(Exercise objective) Give again, word for word, every line below from the one that has "what: &str) -> io::Result<Option<T>>" through the one that has "if min > max", both included, and no others.
(Material to process)
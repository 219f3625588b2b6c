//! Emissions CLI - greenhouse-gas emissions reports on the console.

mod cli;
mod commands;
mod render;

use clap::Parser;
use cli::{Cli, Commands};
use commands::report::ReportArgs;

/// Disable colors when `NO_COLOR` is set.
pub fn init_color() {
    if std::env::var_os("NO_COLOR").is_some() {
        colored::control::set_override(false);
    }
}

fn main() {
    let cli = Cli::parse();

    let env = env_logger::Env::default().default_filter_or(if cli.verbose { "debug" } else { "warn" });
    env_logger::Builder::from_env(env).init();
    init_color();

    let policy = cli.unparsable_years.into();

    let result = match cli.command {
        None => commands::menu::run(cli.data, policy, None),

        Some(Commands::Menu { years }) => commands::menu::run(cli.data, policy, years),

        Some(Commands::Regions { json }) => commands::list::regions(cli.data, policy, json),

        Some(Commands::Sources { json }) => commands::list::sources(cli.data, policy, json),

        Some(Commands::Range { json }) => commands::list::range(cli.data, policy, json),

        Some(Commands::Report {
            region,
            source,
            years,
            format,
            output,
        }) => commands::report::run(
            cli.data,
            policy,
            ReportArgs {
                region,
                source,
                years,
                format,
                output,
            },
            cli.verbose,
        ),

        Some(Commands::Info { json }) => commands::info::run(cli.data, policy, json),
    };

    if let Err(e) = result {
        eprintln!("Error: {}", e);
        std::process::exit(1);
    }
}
(End Material to process)
(Material to process)
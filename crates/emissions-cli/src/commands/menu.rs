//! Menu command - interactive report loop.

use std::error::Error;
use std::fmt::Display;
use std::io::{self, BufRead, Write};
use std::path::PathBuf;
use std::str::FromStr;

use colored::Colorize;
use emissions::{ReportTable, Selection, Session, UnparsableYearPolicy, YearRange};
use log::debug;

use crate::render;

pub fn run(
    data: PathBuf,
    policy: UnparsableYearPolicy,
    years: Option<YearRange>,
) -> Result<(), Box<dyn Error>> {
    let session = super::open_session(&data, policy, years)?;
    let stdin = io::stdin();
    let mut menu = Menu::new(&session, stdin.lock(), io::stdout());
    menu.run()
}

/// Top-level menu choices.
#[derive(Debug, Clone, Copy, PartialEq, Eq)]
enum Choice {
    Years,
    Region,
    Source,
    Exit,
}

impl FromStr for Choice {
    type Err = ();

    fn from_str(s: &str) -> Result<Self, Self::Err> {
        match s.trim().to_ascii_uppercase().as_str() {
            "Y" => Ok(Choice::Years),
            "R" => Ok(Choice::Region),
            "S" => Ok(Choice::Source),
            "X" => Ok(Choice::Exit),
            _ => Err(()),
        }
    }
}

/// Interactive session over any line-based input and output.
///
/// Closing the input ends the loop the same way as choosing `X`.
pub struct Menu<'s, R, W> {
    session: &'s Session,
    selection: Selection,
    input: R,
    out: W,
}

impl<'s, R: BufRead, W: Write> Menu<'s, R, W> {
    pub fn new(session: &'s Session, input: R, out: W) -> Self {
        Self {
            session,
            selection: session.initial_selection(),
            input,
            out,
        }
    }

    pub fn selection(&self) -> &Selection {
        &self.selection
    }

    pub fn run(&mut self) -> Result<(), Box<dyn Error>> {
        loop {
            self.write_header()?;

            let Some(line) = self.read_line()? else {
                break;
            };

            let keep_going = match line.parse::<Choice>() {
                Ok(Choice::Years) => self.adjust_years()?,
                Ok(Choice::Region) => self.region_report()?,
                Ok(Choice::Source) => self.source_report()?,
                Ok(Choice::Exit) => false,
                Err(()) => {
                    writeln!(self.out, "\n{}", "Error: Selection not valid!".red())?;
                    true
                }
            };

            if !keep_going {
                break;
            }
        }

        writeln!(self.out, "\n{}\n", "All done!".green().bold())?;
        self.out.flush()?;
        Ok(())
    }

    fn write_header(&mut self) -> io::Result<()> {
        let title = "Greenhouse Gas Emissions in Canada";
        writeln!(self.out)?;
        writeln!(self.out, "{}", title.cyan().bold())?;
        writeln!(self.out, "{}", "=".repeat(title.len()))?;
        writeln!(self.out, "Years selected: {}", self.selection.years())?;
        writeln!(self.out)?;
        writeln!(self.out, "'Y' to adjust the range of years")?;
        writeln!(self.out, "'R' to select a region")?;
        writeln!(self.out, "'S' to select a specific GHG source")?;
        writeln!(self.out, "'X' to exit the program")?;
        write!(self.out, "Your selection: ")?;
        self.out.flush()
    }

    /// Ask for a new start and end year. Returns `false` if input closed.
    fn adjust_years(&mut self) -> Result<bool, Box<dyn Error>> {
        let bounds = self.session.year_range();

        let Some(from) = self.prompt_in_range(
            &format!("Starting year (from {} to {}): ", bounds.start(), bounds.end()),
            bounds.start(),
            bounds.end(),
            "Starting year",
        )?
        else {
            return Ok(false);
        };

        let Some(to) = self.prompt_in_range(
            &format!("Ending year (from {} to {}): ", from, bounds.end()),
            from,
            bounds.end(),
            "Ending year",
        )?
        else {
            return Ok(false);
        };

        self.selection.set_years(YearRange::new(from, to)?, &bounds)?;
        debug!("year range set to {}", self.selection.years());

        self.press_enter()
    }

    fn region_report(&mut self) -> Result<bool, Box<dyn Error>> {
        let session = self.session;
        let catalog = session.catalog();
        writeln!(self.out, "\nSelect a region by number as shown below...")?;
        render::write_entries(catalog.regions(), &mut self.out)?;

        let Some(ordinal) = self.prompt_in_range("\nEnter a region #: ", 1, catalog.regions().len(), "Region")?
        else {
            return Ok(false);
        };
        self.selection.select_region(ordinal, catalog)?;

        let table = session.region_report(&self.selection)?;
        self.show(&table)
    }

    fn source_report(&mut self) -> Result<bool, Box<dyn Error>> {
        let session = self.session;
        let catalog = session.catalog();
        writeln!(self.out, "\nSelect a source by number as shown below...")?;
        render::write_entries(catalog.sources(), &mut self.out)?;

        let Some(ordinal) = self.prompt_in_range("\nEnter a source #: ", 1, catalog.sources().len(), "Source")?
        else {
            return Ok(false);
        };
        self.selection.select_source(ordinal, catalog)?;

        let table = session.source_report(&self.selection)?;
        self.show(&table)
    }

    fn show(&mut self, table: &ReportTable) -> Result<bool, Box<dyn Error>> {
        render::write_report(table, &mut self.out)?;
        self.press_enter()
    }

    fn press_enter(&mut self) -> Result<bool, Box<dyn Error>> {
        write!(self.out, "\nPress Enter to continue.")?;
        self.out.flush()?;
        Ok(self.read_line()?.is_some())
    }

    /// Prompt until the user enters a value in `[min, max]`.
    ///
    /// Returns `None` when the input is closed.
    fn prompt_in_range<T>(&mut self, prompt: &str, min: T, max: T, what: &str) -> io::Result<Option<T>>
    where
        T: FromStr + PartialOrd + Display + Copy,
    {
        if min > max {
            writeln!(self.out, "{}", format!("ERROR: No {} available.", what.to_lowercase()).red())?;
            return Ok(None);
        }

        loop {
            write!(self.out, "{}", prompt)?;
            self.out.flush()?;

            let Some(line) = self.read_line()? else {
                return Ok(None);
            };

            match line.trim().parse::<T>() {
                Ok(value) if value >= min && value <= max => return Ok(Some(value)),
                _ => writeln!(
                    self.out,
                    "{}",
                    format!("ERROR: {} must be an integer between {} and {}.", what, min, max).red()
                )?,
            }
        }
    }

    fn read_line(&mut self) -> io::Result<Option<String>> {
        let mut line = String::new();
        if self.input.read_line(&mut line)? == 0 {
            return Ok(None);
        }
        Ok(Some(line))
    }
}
(End Material to process)
(Exercise output)
    fn prompt_in_range<T>(&mut self, prompt: &str, min: T, max: T, what: &str) -> io::Result<Option<T>>
    where
        T: FromStr + PartialOrd + Display + Copy,
    {
        if min > max {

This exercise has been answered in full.